What makes Joseph Goldstein's THE EXPERIENCE OF INSIGHT such an excellent book is that it lives up to its subtitle, "A Simple and Direct Guide to Buddhist Meditation." And yet at the same time it is both subtle and profound. The book is organized around a thirty day meditation retreat, and the chapters are each an evening's talk, starting with beginning instruction, moving through Concepts and Reality, through Death and Loving Kindness, all the way to Buddhist Paths and Closing. Goldstein writes well and clearly, and he knows when to throw in a little Zen story,. It is not a talky, chatty book; it has the cool lucidity of Zen instruction. Some of the chapters end with questions from the meditation participants, like "Why does greed arise?" or "How would you describe the happiness of nirvana?" and Goldstein responds with both Buddhist doctrine and real life examples.
Some of his stories may sound quite familiar since his book was first published in 1976 and those very stories are told widely around the meditation circuit. Goldstein is a serious Buddhist, and besides laying down basic principles of the faith, he also goes into more esoteric issues like the three pillars of Dharma, the five hindrances (desire, anger, sloth and torpor, restlessness, and doubt), the meaning of Hesse's SIDDHARTHA, and others.

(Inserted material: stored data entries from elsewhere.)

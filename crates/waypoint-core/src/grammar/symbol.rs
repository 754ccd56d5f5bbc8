//! Terminal and nonterminal rows of the grammar IR (spec §3 "Symbol").

use crate::regex::RegexNode;
use crate::types::{IString, NonTerminalId, ProductionId, TerminalId};

/// A lexical terminal: its regex, whether it is *noise* (matched but never
/// surfaced as a token), and an optional stable external alias.
///
/// This is the builder's working view only — the regex is compiled away
/// into the shared DFA by the time a [`super::artifact::Grammar`] exists,
/// so the artifact stores [`TerminalInfo`] instead (spec §4.E: the binary
/// format never persists regex source, only the compiled DFA).
#[derive(Clone, Debug)]
pub struct Terminal {
  pub id: TerminalId,
  pub name: IString,
  pub regex: RegexNode,
  pub is_noise: bool,
  pub special_name: Option<IString>,
}

/// A terminal row as it appears in a built/loaded [`super::artifact::Grammar`]:
/// everything about `Terminal` except the regex, which is already baked
/// into the grammar's shared DFA.
#[derive(Clone, Copy, PartialEq, Eq, Debug, serde::Serialize, serde::Deserialize)]
pub struct TerminalInfo {
  pub name: IString,
  pub is_noise: bool,
  pub special_name: Option<IString>,
}

impl From<&Terminal> for TerminalInfo {
  fn from(t: &Terminal) -> Self {
    Self { name: t.name, is_noise: t.is_noise, special_name: t.special_name }
  }
}

/// A nonterminal: a name and the (stable-indexed) productions whose head it
/// is. `productions` is empty until [`super::builder::GrammarBuilder::set_productions`]
/// fills it in — an empty `productions` after `Grammar::build` means the
/// nonterminal is unproductive (spec §4.C).
#[derive(Clone, Debug, Default, PartialEq, Eq)]
pub struct NonTerminal {
  pub name: IString,
  pub productions: Vec<ProductionId>,
}

impl NonTerminal {
  pub fn new(name: IString) -> Self {
    Self { name, productions: Vec::new() }
  }
}

pub(crate) type NonTerminalTable = crate::types::Array<NonTerminal>;
pub(crate) type TerminalInfoTable = crate::types::Array<TerminalInfo>;
//! Action/goto table assembly and conflict resolution (spec §4.D).

use std::collections::BTreeMap;

use crate::diagnostics::{BuildCode, Diagnostic, Journal};
use crate::grammar::operator::{Associativity, OperatorScope};
use crate::grammar::production::Production;
use crate::lalr::items::Lr0Automaton;
use crate::lalr::lookahead::LookaheadTable;
use crate::types::{BuildConfig, LrStateId, NonTerminalId, ProductionId, SourceSpan, SymbolId};

#[derive(Clone, Copy, Debug, PartialEq, Eq)]
pub enum Action {
  Shift(LrStateId),
  Reduce(ProductionId),
  Accept,
}

#[derive(Clone, Debug, Default, PartialEq, Eq)]
pub struct LrState {
  pub actions: BTreeMap<SymbolId, Action>,
  pub goto: BTreeMap<NonTerminalId, LrStateId>,
}

#[derive(Clone, Debug, Default, PartialEq, Eq)]
pub struct LrTable {
  pub states: Vec<LrState>,
  pub start: LrStateId,
}

impl LrTable {
  /// The set of terminals with no action entry at `state`, used to build
  /// `UnexpectedToken`'s expected-set (spec §4.G).
  pub fn expected_terminals(&self, state: LrStateId) -> Vec<SymbolId> {
    self.states[state.index()].actions.keys().copied().collect()
  }
}

/// Builds the LALR(1) action/goto table, resolving conflicts in the order
/// spec §4.D demands: (1) operator precedence/associativity, (2) shift
/// default / earlier-production reduce, (3) everything else becomes
/// `LrConflict` and marks the grammar not-for-parsing.
pub fn build_table(
  automaton: &Lr0Automaton,
  lookaheads: &LookaheadTable,
  productions: &[Production],
  operator_scope: &OperatorScope,
  accept_production: ProductionId,
  config: &BuildConfig,
  journal: &mut Journal,
) -> (LrTable, bool) {
  let mut states: Vec<LrState> = vec![LrState::default(); automaton.states.len()];
  let mut not_for_parsing = false;

  for (state_index, transitions) in automaton.transitions.iter().enumerate() {
    for (&symbol, &target) in transitions {
      match symbol {
        SymbolId::NonTerminal(nt) => {
          states[state_index].goto.insert(nt, LrStateId::from(target));
        }
        terminal_like => {
          states[state_index].actions.insert(terminal_like, Action::Shift(LrStateId::from(target)));
        }
      }
    }
  }

  for (state_index, items) in automaton.states.iter().enumerate() {
    for item in items {
      let production = &productions[item.production.index()];
      if item.dot != production.symbols.len() {
        continue;
      }
      let is_accept = item.production == accept_production;
      let Some(la) = lookaheads.get(&(state_index, item.production)) else { continue };
      for &lookahead in la {
        let proposed = if is_accept { Action::Accept } else { Action::Reduce(item.production) };
        let entry = states[state_index].actions.get(&lookahead).copied();
        let resolved = match entry {
          None => proposed,
          Some(existing) => resolve_conflict(
            state_index,
            existing,
            proposed,
            lookahead,
            productions,
            operator_scope,
            config,
            journal,
            &mut not_for_parsing,
          ),
        };
        states[state_index].actions.insert(lookahead, resolved);
      }
    }
  }

  (LrTable { states, start: LrStateId::from(0u32) }, not_for_parsing)
}

#[allow(clippy::too_many_arguments)]
fn resolve_conflict(
  state_index: usize,
  existing: Action,
  proposed: Action,
  lookahead: SymbolId,
  productions: &[Production],
  operator_scope: &OperatorScope,
  config: &BuildConfig,
  journal: &mut Journal,
  not_for_parsing: &mut bool,
) -> Action {
  match (existing, proposed) {
    (Action::Shift(_), Action::Reduce(p)) | (Action::Reduce(p), Action::Shift(_)) => {
      let shift_symbol = lookahead;
      if let Some(precedence) = productions[p.index()].precedence {
        if let Some(shift_group) = operator_scope.group_of(shift_symbol) {
          if shift_group as usize > precedence as usize {
            return shift_action(existing, proposed);
          } else if (shift_group as usize) < precedence as usize {
            return Action::Reduce(p);
          } else {
            return match operator_scope.associativity_of(shift_symbol) {
              Some(Associativity::Left) => Action::Reduce(p),
              Some(Associativity::Right) => shift_action(existing, proposed),
              _ => {
                journal.report(Diagnostic::new(
                  BuildCode::LrConflict,
                  SourceSpan::empty(),
                  format!("non-associative operator conflict in state {state_index} on {lookahead:?}"),
                ));
                *not_for_parsing = true;
                shift_action(existing, proposed)
              }
            };
          }
        }
      }
      journal.report_conflict_once_per_state(
        state_index as u32,
        Diagnostic::new(
          BuildCode::ShiftReduceResolved,
          SourceSpan::empty(),
          format!("shift/reduce conflict in state {state_index} on {lookahead:?} resolved in favor of shift"),
        ),
        config.conflict_diagnostics_once_per_state,
      );
      shift_action(existing, proposed)
    }
    (Action::Reduce(a), Action::Reduce(b)) => {
      let winner = a.index().min(b.index());
      journal.report_conflict_once_per_state(
        state_index as u32,
        Diagnostic::new(
          BuildCode::ReduceReduceResolved,
          SourceSpan::empty(),
          format!("reduce/reduce conflict in state {state_index} on {lookahead:?} resolved to the earlier production"),
        ),
        config.conflict_diagnostics_once_per_state,
      );
      Action::Reduce(ProductionId::from(winner))
    }
    _ => {
      journal.report(Diagnostic::new(
        BuildCode::LrConflict,
        SourceSpan::empty(),
        format!("unresolvable conflict in state {state_index} on {lookahead:?}"),
      ));
      *not_for_parsing = true;
      existing
    }
  }
}

fn shift_action(existing: Action, proposed: Action) -> Action {
  match (existing, proposed) {
    (Action::Shift(_), _) => existing,
    (_, Action::Shift(_)) => proposed,
    _ => existing,
  }
}
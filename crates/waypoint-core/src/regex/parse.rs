//! Hand-written recursive-descent parser for the textual regex-string
//! syntax (spec §4.B: "a textual regex-string syntax parsed into the same
//! AST"). Deliberately not bootstrapped through the LALR builder itself —
//! that would make `waypoint-core` depend on its own output at build time.
//!
//! Grammar (documented in SPEC_FULL.md §4.B as the concrete resolution of
//! an otherwise-unspecified detail):
//!
//! ```text
//! alt        := concat ('|' concat)*
//! concat     := repeat*
//! repeat     := atom ('*' | '+' | '?' | '{' bound '}')?
//! bound      := NUMBER (',' NUMBER?)?
//! atom       := '(' alt ')' | class | '.' | ESCAPE | LITERAL
//! class      := '[' '^'? class_item+ ']'
//! class_item := ESCAPE | LITERAL ('-' LITERAL)?
//! ```

use crate::charset::CharSet;
use crate::regex::ast::RegexNode;

#[derive(Debug, Clone, PartialEq, Eq)]
pub struct RegexParseError {
  pub message: String,
  pub position: usize,
}

impl std::fmt::Display for RegexParseError {
  fn fmt(&self, f: &mut std::fmt::Formatter<'_>) -> std::fmt::Result {
    write!(f, "regex parse error at byte {}: {}", self.position, self.message)
  }
}

impl std::error::Error for RegexParseError {}

pub fn parse_regex(source: &str) -> Result<RegexNode, RegexParseError> {
  let mut parser = Parser { chars: source.chars().collect(), pos: 0 };
  let node = parser.parse_alt()?;
  if parser.pos != parser.chars.len() {
    return Err(parser.error(format!("unexpected trailing character '{}'", parser.chars[parser.pos])));
  }
  Ok(node)
}

struct Parser {
  chars: Vec<char>,
  pos: usize,
}

impl Parser {
  fn error(&self, message: impl Into<String>) -> RegexParseError {
    RegexParseError { message: message.into(), position: self.pos }
  }

  fn peek(&self) -> Option<char> {
    self.chars.get(self.pos).copied()
  }

  fn bump(&mut self) -> Option<char> {
    let c = self.peek();
    if c.is_some() {
      self.pos += 1;
    }
    c
  }

  fn expect(&mut self, c: char) -> Result<(), RegexParseError> {
    if self.peek() == Some(c) {
      self.pos += 1;
      Ok(())
    } else {
      Err(self.error(format!("expected '{c}'")))
    }
  }

  fn parse_alt(&mut self) -> Result<RegexNode, RegexParseError> {
    let mut branches = vec![self.parse_concat()?];
    while self.peek() == Some('|') {
      self.bump();
      branches.push(self.parse_concat()?);
    }
    Ok(RegexNode::alt(branches))
  }

  fn parse_concat(&mut self) -> Result<RegexNode, RegexParseError> {
    let mut parts = Vec::new();
    while let Some(c) = self.peek() {
      if c == '|' || c == ')' {
        break;
      }
      parts.push(self.parse_repeat()?);
    }
    if parts.is_empty() {
      Ok(RegexNode::concat(vec![RegexNode::Concat(vec![])]))
    } else {
      Ok(RegexNode::concat(parts))
    }
  }

  fn parse_repeat(&mut self) -> Result<RegexNode, RegexParseError> {
    let atom = self.parse_atom()?;
    match self.peek() {
      Some('*') => {
        self.bump();
        Ok(RegexNode::star(atom))
      }
      Some('+') => {
        self.bump();
        Ok(RegexNode::plus(atom))
      }
      Some('?') => {
        self.bump();
        Ok(RegexNode::optional(atom))
      }
      Some('{') => {
        self.bump();
        let (min, max) = self.parse_bound()?;
        self.expect('}')?;
        Ok(RegexNode::repeat_range(atom, min, max))
      }
      _ => Ok(atom),
    }
  }

  fn parse_bound(&mut self) -> Result<(u32, Option<u32>), RegexParseError> {
    let min = self.parse_number()?;
    if self.peek() == Some(',') {
      self.bump();
      if self.peek() == Some('}') {
        Ok((min, None))
      } else {
        let max = self.parse_number()?;
        Ok((min, Some(max)))
      }
    } else {
      Ok((min, Some(min)))
    }
  }

  fn parse_number(&mut self) -> Result<u32, RegexParseError> {
    let start = self.pos;
    while self.peek().is_some_and(|c| c.is_ascii_digit()) {
      self.bump();
    }
    if self.pos == start {
      return Err(self.error("expected a number"));
    }
    let text: String = self.chars[start..self.pos].iter().collect();
    text.parse::<u32>().map_err(|_| self.error("number out of range"))
  }

  fn parse_atom(&mut self) -> Result<RegexNode, RegexParseError> {
    match self.peek() {
      Some('(') => {
        self.bump();
        let node = self.parse_alt()?;
        self.expect(')')?;
        Ok(node)
      }
      Some('[') => self.parse_class(),
      Some('.') => {
        self.bump();
        Ok(RegexNode::Class(CharSet::universe()))
      }
      Some('\\') => {
        self.bump();
        self.parse_escape()
      }
      Some(c) => {
        self.bump();
        Ok(RegexNode::Literal(c))
      }
      None => Err(self.error("unexpected end of pattern")),
    }
  }

  fn parse_escape(&mut self) -> Result<RegexNode, RegexParseError> {
    let c = self.bump().ok_or_else(|| self.error("dangling escape"))?;
    Ok(match c {
      'd' => RegexNode::Class(digit_class()),
      'D' => RegexNode::Class(digit_class().complement(&CharSet::universe())),
      'w' => RegexNode::Class(word_class()),
      'W' => RegexNode::Class(word_class().complement(&CharSet::universe())),
      's' => RegexNode::Class(space_class()),
      'S' => RegexNode::Class(space_class().complement(&CharSet::universe())),
      'n' => RegexNode::Literal('\n'),
      't' => RegexNode::Literal('\t'),
      'r' => RegexNode::Literal('\r'),
      other => RegexNode::Literal(other),
    })
  }

  fn parse_class(&mut self) -> Result<RegexNode, RegexParseError> {
    self.expect('[')?;
    let negate = if self.peek() == Some('^') {
      self.bump();
      true
    } else {
      false
    };
    let mut set = CharSet::empty();
    let mut saw_item = false;
    while self.peek() != Some(']') {
      let lo = self.parse_class_char()?;
      saw_item = true;
      if self.peek() == Some('-') && self.chars.get(self.pos + 1) != Some(&']') {
        self.bump();
        let hi = self.parse_class_char()?;
        set = set.union(&CharSet::range(lo, hi));
      } else {
        set = set.union(&CharSet::single(lo));
      }
      if self.peek().is_none() {
        return Err(self.error("unterminated character class"));
      }
    }
    if !saw_item {
      return Err(self.error("empty character class"));
    }
    self.expect(']')?;
    Ok(RegexNode::Class(if negate { set.complement(&CharSet::universe()) } else { set }))
  }

  fn parse_class_char(&mut self) -> Result<char, RegexParseError> {
    match self.bump() {
      Some('\\') => self.bump().ok_or_else(|| self.error("dangling escape in class")),
      Some(c) => Ok(c),
      None => Err(self.error("unterminated character class")),
    }
  }
}

fn digit_class() -> CharSet {
  CharSet::range('0', '9')
}

fn word_class() -> CharSet {
  CharSet::range('0', '9').union(&CharSet::range('a', 'z')).union(&CharSet::range('A', 'Z')).union(&CharSet::single('_'))
}

fn space_class() -> CharSet {
  CharSet::single(' ').union(&CharSet::single('\t')).union(&CharSet::single('\n')).union(&CharSet::single('\r'))
}

#[cfg(test)]
mod test {
  use super::*;

  #[test]
  fn parses_literal_concat() {
    let node = parse_regex("abc").unwrap();
    assert_eq!(node.fixed_length(), Some(3));
  }

  #[test]
  fn parses_alternation_and_repeat() {
    let node = parse_regex("a(b|c)*d+").unwrap();
    assert!(node.fixed_length().is_none());
  }

  #[test]
  fn parses_bounded_repeat() {
    let node = parse_regex("a{2,4}").unwrap();
    assert!(node.fixed_length().is_none());
    let exact = parse_regex("a{3}").unwrap();
    assert_eq!(exact.fixed_length(), Some(3));
  }

  #[test]
  fn parses_character_class_and_negation() {
    let node = parse_regex("[0-9a-f]+").unwrap();
    if let RegexNode::Repeat { inner, .. } = node {
      if let RegexNode::Class(set) = *inner {
        assert!(set.contains('7'));
        assert!(set.contains('a'));
        assert!(!set.contains('g'));
      } else {
        panic!("expected class");
      }
    } else {
      panic!("expected repeat");
    }
  }

  #[test]
  fn rejects_unterminated_class() {
    assert!(parse_regex("[abc").is_err());
  }

  #[test]
  fn rejects_unbalanced_group() {
    assert!(parse_regex("(abc").is_err());
  }

  #[test]
  fn degenerate_empty_class_matches_nothing() {
    // An explicit empty-alternation is representable via the AST
    // constructor even though the textual syntax has no way to spell it.
    let node = RegexNode::Alt(vec![]);
    assert!(node.matches_nothing());
  }
}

This book should satisfy both the curious beginner and the serious student of Buddhism. Goldstein is truly a guru, who encourages us: "Do not be discouraged by wandering thoughts or daydreams. Each time there is awareness of the mind wandering, gently bring it back to the breath or sensations. No matter how many times this happens, if each time the wandering mind is brought back, the hour will be well spent. Be gentle with yourself. Be persevering."